** Opening GIVEN RECORDS block **

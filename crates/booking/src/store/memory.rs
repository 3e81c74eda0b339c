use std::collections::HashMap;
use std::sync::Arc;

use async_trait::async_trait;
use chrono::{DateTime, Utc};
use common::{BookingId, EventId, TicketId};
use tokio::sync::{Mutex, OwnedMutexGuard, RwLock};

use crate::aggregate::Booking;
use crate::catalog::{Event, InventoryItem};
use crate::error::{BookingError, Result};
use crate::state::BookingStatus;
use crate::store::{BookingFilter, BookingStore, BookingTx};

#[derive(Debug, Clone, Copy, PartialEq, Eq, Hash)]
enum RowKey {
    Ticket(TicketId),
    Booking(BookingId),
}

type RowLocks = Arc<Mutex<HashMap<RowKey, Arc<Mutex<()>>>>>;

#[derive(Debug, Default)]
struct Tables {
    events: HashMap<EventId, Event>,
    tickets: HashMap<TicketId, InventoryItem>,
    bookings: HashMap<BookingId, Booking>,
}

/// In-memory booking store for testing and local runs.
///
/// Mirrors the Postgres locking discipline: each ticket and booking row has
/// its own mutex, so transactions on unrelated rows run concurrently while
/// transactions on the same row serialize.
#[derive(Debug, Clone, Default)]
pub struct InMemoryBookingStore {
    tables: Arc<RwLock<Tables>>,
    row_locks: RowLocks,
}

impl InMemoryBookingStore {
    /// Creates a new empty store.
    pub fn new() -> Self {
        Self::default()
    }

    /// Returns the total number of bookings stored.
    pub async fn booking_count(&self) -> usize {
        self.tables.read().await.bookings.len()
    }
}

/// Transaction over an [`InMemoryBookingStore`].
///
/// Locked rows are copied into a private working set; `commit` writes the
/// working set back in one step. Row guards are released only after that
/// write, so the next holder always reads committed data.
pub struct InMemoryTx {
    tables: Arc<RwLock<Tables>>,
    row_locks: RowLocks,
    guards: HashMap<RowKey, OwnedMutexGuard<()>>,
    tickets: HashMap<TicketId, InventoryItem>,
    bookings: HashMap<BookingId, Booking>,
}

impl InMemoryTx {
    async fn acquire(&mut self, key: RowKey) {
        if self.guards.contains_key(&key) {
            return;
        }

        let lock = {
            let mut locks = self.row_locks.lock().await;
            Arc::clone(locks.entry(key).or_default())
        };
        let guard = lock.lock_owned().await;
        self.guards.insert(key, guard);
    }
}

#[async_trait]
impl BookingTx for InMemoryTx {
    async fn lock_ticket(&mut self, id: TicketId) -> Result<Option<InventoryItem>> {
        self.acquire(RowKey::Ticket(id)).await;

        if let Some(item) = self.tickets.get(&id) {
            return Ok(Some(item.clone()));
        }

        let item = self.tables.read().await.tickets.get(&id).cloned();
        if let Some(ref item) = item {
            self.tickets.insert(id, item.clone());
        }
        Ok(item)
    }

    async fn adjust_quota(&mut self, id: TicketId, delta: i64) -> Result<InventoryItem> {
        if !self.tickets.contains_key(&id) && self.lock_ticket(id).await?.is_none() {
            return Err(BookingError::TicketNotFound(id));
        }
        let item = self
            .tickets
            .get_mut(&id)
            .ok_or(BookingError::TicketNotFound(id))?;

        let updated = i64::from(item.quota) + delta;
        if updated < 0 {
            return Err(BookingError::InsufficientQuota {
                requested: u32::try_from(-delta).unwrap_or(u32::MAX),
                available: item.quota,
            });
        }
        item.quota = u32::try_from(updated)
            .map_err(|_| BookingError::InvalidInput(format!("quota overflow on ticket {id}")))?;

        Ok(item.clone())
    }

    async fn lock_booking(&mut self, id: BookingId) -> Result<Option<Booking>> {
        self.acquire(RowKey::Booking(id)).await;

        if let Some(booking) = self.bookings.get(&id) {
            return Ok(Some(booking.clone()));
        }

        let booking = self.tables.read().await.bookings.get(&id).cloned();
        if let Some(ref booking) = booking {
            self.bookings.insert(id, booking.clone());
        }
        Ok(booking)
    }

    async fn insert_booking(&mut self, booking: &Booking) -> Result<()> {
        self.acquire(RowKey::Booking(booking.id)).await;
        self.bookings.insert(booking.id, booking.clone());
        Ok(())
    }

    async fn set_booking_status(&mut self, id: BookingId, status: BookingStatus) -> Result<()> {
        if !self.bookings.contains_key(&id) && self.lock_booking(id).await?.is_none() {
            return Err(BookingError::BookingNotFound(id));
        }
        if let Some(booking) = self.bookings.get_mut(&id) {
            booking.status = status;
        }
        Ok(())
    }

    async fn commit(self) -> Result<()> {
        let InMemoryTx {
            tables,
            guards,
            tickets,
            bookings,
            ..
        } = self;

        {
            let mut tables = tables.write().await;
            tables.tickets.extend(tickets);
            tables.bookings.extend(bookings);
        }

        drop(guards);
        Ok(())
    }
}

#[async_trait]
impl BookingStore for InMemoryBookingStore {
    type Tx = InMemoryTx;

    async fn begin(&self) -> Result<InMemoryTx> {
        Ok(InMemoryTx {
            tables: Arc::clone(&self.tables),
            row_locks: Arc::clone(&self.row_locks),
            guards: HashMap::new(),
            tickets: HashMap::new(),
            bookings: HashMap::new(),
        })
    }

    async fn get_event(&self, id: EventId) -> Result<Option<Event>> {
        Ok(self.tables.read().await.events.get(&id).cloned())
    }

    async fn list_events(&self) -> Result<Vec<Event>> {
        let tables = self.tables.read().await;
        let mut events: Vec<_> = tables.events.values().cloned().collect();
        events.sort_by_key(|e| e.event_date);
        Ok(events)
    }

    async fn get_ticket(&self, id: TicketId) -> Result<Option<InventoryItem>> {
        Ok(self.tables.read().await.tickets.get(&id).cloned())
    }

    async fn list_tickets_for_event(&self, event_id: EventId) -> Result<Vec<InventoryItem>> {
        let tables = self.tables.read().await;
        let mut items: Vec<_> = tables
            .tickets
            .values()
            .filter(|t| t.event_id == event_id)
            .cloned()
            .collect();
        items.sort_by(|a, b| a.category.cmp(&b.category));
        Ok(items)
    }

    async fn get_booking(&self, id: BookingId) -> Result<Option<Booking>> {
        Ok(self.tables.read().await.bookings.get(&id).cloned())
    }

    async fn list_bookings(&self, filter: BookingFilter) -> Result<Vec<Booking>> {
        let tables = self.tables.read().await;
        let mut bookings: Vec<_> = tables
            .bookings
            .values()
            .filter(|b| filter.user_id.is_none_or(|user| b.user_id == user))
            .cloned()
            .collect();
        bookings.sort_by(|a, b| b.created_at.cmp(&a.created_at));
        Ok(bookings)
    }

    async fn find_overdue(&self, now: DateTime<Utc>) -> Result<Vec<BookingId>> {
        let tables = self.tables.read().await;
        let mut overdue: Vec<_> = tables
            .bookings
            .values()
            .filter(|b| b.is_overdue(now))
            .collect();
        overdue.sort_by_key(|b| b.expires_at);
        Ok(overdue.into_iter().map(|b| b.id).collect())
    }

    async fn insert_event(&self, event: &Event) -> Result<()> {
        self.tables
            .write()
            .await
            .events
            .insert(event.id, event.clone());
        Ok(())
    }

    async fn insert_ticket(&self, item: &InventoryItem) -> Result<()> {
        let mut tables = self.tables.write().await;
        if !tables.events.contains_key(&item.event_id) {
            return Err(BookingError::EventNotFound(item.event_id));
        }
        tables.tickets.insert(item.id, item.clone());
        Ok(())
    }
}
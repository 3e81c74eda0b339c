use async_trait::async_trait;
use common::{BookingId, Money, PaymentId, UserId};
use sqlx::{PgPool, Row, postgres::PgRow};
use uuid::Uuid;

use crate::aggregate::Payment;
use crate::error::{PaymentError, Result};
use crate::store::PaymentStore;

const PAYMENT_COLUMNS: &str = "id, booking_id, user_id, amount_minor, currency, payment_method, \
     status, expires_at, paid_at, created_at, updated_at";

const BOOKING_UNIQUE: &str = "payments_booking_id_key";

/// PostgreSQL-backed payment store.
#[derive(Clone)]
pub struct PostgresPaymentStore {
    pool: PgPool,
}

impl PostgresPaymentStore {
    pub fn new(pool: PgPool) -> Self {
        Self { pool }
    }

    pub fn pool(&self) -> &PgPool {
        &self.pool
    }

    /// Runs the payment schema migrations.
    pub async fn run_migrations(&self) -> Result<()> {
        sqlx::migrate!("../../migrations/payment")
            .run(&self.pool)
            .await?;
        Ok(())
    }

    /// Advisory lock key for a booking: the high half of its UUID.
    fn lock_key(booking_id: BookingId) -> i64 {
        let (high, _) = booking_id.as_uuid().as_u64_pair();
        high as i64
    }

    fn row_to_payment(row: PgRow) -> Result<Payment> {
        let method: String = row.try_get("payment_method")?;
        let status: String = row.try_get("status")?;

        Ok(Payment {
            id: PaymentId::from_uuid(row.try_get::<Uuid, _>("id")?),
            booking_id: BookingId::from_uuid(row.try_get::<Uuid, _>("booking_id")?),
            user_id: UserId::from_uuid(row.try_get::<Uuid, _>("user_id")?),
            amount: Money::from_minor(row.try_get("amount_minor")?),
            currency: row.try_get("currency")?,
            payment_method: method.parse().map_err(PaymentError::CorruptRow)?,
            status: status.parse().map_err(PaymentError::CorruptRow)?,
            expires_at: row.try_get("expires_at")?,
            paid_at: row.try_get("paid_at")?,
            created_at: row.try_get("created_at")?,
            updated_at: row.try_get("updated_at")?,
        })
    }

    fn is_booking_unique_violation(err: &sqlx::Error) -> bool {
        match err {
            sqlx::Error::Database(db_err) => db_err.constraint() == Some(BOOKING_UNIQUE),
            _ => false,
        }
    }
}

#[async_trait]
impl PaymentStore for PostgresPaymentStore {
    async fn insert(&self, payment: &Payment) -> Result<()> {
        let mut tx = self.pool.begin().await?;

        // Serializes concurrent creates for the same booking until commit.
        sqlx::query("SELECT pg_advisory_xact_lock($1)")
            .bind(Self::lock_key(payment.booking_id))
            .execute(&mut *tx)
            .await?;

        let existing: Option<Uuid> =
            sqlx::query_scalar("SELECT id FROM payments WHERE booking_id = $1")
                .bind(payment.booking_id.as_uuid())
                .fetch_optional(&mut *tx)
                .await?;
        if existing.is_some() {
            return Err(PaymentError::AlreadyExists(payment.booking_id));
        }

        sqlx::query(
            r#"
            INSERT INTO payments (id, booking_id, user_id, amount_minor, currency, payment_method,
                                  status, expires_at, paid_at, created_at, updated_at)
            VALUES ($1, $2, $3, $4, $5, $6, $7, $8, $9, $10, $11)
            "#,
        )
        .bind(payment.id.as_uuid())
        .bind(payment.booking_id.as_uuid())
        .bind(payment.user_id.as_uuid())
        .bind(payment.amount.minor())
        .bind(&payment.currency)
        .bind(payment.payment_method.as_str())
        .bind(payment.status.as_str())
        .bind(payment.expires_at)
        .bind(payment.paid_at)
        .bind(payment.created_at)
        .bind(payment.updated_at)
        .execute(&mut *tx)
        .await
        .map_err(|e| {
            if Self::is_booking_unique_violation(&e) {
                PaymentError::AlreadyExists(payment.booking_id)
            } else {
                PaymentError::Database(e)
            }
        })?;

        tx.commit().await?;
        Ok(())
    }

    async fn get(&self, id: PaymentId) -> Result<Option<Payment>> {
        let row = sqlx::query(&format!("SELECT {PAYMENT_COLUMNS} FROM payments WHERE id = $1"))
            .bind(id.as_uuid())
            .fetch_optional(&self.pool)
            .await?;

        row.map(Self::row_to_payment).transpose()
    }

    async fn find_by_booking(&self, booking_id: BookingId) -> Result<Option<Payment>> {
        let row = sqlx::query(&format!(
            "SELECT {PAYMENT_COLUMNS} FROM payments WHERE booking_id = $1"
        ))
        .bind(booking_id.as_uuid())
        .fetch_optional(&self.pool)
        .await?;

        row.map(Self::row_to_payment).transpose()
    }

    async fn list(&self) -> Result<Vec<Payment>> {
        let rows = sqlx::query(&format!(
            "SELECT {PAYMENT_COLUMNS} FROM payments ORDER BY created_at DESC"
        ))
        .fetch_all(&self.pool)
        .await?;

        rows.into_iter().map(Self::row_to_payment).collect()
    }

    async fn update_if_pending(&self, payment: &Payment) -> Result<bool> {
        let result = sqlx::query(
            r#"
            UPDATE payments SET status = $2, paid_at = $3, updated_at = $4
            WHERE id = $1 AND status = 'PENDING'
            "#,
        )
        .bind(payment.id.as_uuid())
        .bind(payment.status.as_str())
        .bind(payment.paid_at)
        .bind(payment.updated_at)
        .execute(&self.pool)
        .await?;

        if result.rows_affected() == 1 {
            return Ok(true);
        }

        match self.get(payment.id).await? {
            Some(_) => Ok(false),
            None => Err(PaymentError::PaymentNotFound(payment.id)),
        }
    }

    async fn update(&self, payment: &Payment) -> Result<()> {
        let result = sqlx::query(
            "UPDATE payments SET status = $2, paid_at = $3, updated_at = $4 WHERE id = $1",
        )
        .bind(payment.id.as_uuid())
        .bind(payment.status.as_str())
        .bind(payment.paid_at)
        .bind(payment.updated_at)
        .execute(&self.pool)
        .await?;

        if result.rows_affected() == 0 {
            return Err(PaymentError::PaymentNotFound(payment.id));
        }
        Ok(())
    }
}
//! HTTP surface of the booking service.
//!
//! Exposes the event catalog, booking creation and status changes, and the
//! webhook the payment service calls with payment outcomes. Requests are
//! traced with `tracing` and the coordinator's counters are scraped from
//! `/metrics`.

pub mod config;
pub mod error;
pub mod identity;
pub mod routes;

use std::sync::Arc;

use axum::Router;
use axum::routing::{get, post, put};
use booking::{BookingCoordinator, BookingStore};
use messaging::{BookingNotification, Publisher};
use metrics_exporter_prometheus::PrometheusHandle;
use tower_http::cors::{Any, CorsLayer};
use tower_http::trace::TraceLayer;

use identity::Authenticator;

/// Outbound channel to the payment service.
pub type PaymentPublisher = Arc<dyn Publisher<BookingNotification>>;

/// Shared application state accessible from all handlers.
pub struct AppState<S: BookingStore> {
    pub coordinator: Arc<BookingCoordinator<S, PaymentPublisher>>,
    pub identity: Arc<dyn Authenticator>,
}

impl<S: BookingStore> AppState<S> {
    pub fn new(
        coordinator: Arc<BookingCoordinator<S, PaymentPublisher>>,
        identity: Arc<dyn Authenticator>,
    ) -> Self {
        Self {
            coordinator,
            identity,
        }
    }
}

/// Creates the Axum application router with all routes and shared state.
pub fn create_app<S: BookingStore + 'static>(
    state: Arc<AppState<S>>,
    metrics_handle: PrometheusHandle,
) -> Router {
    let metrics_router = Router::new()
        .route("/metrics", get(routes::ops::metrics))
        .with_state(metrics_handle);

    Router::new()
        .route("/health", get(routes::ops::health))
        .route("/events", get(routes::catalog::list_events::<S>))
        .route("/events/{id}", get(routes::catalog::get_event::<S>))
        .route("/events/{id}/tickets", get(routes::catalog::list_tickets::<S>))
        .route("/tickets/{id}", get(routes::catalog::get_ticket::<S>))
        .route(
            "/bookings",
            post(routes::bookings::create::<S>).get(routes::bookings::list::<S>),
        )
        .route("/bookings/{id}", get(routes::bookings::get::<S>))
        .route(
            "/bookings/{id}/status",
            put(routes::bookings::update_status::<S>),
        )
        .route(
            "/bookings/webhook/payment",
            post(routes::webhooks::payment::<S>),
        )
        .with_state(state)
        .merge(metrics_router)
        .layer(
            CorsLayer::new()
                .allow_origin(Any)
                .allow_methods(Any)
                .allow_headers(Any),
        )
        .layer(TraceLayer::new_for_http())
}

** Closing GIVEN RECORDS block **

> EXERCISE DIRECTIONS: Write down how many lines above contain the string "common", and nothing besides.

> WORKED SOLUTION: 2